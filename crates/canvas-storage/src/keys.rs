//! Key encoding and decoding for storage layer.
//!
//! Key format: `item:{id:020}`. Zero padding makes lexicographic order
//! match numeric order, so a reverse iterator yields the highest id.

use std::str::FromStr;

use crate::error::StorageError;

const ITEM_PREFIX: &str = "item:";

/// Key for item storage
#[derive(Debug, Clone, Copy, PartialEq, Eq, PartialOrd, Ord)]
pub struct ItemKey {
    pub id: i64,
}

impl ItemKey {
    pub fn new(id: i64) -> Self {
        Self { id }
    }

    /// Encode key to bytes for storage
    pub fn to_bytes(&self) -> Vec<u8> {
        format!("{}{:020}", ITEM_PREFIX, self.id).into_bytes()
    }

    /// Decode key from bytes
    pub fn from_bytes(bytes: &[u8]) -> Result<Self, StorageError> {
        let s = std::str::from_utf8(bytes)
            .map_err(|e| StorageError::Key(format!("Invalid UTF-8: {}", e)))?;
        s.parse()
    }

    /// Prefix shared by every item key
    pub fn prefix() -> &'static [u8] {
        ITEM_PREFIX.as_bytes()
    }
}

impl FromStr for ItemKey {
    type Err = StorageError;

    fn from_str(s: &str) -> Result<Self, Self::Err> {
        let digits = s
            .strip_prefix(ITEM_PREFIX)
            .ok_or_else(|| StorageError::Key(format!("Missing item prefix: {}", s)))?;
        let id = digits
            .parse::<i64>()
            .map_err(|e| StorageError::Key(format!("Invalid item id '{}': {}", digits, e)))?;
        Ok(Self { id })
    }
}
+--
Aim of the task:
Return the records given above in their entirety, word for word.

Reply:
filename crates/canvas-storage/src/keys.rs
//! Key encoding and decoding for storage layer.
//!
//! Key format: `item:{id:020}`. Zero padding makes lexicographic order
//! match numeric order, so a reverse iterator yields the highest id.

use std::str::FromStr;

use crate::error::StorageError;

const ITEM_PREFIX: &str = "item:";

/// Key for item storage
#[derive(Debug, Clone, Copy, PartialEq, Eq, PartialOrd, Ord)]
pub struct ItemKey {
    pub id: i64,
}

impl ItemKey {
    pub fn new(id: i64) -> Self {
        Self { id }
    }

    /// Encode key to bytes for storage
    pub fn to_bytes(&self) -> Vec<u8> {
        format!("{}{:020}", ITEM_PREFIX, self.id).into_bytes()
    }

    /// Decode key from bytes
    pub fn from_bytes(bytes: &[u8]) -> Result<Self, StorageError> {
        let s = std::str::from_utf8(bytes)
            .map_err(|e| StorageError::Key(format!("Invalid UTF-8: {}", e)))?;
        s.parse()
    }

    /// Prefix shared by every item key
    pub fn prefix() -> &'static [u8] {
        ITEM_PREFIX.as_bytes()
    }
}

impl FromStr for ItemKey {
    type Err = StorageError;

    fn from_str(s: &str) -> Result<Self, Self::Err> {
        let digits = s
            .strip_prefix(ITEM_PREFIX)
            .ok_or_else(|| StorageError::Key(format!("Missing item prefix: {}", s)))?;
        let id = digits
            .parse::<i64>()
            .map_err(|e| StorageError::Key(format!("Invalid item id '{}': {}", digits, e)))?;
        Ok(Self { id })
    }
}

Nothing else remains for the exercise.